How to complete this task –
Take every line of the material below that includes the string "ratatui" and copy it out.

Data supplied –
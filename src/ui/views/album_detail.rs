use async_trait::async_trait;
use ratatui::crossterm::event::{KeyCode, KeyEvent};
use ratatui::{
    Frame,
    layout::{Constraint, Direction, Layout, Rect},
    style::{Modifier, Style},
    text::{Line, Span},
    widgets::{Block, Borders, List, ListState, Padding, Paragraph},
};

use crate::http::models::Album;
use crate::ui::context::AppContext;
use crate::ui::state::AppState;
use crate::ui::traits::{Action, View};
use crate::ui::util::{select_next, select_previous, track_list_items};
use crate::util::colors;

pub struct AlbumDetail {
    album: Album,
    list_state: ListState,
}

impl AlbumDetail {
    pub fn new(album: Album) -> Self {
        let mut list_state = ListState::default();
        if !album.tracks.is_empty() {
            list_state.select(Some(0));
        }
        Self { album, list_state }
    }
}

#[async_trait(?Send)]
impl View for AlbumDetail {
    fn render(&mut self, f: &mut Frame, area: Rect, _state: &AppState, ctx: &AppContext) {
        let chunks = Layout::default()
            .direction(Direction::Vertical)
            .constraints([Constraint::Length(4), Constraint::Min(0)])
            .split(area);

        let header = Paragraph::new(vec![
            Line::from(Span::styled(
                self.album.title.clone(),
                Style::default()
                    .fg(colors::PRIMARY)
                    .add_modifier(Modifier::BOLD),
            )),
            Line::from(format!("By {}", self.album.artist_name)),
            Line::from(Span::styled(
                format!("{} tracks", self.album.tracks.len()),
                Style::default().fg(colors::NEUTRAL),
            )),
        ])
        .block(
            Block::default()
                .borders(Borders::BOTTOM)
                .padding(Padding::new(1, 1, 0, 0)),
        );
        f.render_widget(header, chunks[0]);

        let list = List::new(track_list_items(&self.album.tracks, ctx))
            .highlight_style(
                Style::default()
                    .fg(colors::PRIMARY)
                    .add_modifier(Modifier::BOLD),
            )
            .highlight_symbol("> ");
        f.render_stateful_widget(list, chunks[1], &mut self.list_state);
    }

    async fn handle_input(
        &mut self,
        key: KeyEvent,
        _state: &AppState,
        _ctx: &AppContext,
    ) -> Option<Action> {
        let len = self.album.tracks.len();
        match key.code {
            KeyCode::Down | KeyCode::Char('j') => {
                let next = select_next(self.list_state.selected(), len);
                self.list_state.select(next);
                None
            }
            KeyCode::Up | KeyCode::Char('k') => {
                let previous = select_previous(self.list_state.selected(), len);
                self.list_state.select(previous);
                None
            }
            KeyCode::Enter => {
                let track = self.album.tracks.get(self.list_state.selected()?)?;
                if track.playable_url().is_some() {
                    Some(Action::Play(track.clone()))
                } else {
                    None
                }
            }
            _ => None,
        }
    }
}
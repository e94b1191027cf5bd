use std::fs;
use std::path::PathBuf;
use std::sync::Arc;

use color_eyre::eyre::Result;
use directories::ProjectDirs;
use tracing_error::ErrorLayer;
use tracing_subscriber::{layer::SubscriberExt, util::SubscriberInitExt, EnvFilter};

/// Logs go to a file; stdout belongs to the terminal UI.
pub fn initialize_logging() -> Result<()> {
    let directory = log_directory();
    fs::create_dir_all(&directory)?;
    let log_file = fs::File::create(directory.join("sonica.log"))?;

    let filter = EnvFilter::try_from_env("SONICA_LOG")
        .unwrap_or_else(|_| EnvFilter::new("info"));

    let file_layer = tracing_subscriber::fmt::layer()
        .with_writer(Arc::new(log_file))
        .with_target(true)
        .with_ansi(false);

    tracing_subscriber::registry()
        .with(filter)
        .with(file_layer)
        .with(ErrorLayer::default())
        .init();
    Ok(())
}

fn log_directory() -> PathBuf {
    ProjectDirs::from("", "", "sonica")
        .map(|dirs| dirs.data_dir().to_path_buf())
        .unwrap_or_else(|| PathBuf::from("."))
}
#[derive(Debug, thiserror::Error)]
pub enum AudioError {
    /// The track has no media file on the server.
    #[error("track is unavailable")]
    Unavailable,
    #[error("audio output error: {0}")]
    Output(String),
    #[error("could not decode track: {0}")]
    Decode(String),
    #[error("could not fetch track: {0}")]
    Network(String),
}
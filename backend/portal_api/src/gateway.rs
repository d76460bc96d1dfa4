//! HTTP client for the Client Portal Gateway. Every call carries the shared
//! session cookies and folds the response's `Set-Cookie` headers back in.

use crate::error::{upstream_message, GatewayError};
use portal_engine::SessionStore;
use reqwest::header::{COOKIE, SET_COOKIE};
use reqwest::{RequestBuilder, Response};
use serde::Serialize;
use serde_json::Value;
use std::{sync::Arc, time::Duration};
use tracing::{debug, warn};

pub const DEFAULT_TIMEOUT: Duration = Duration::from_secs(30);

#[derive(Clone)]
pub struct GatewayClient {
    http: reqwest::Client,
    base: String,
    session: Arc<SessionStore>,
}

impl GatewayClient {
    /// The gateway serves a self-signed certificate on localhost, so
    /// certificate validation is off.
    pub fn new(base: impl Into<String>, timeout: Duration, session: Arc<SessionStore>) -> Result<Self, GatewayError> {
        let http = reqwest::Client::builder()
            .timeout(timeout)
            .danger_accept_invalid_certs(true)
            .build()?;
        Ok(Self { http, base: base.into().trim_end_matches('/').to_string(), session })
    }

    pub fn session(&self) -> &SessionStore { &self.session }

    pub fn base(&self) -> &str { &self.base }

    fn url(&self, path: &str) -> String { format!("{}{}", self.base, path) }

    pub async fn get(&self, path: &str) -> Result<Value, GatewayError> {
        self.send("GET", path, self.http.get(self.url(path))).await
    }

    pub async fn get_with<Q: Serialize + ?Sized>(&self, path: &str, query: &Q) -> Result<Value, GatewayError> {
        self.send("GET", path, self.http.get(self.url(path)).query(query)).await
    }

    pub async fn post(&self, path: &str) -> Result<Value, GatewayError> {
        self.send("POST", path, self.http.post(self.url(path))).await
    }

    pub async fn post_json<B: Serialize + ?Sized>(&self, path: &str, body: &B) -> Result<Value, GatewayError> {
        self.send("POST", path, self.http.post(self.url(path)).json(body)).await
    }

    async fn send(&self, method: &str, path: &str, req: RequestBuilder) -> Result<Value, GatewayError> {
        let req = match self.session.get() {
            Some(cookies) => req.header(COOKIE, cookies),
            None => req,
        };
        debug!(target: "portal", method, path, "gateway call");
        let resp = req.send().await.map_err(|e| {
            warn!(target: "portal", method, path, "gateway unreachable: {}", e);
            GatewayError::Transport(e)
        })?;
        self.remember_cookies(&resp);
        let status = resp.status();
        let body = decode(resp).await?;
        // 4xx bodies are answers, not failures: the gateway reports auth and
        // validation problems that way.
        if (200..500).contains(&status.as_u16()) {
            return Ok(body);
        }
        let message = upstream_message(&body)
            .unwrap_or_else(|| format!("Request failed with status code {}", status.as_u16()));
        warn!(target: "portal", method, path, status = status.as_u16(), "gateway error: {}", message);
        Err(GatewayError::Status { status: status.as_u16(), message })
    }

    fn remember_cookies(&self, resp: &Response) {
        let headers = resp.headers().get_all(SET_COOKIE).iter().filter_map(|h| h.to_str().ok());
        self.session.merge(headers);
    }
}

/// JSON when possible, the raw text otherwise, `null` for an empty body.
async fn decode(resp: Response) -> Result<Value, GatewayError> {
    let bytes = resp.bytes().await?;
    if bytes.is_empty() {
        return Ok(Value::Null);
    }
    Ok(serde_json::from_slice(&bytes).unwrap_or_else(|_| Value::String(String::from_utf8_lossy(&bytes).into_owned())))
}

Answer to the problem –
use ratatui::crossterm::event::{KeyCode, KeyEvent};
use ratatui::{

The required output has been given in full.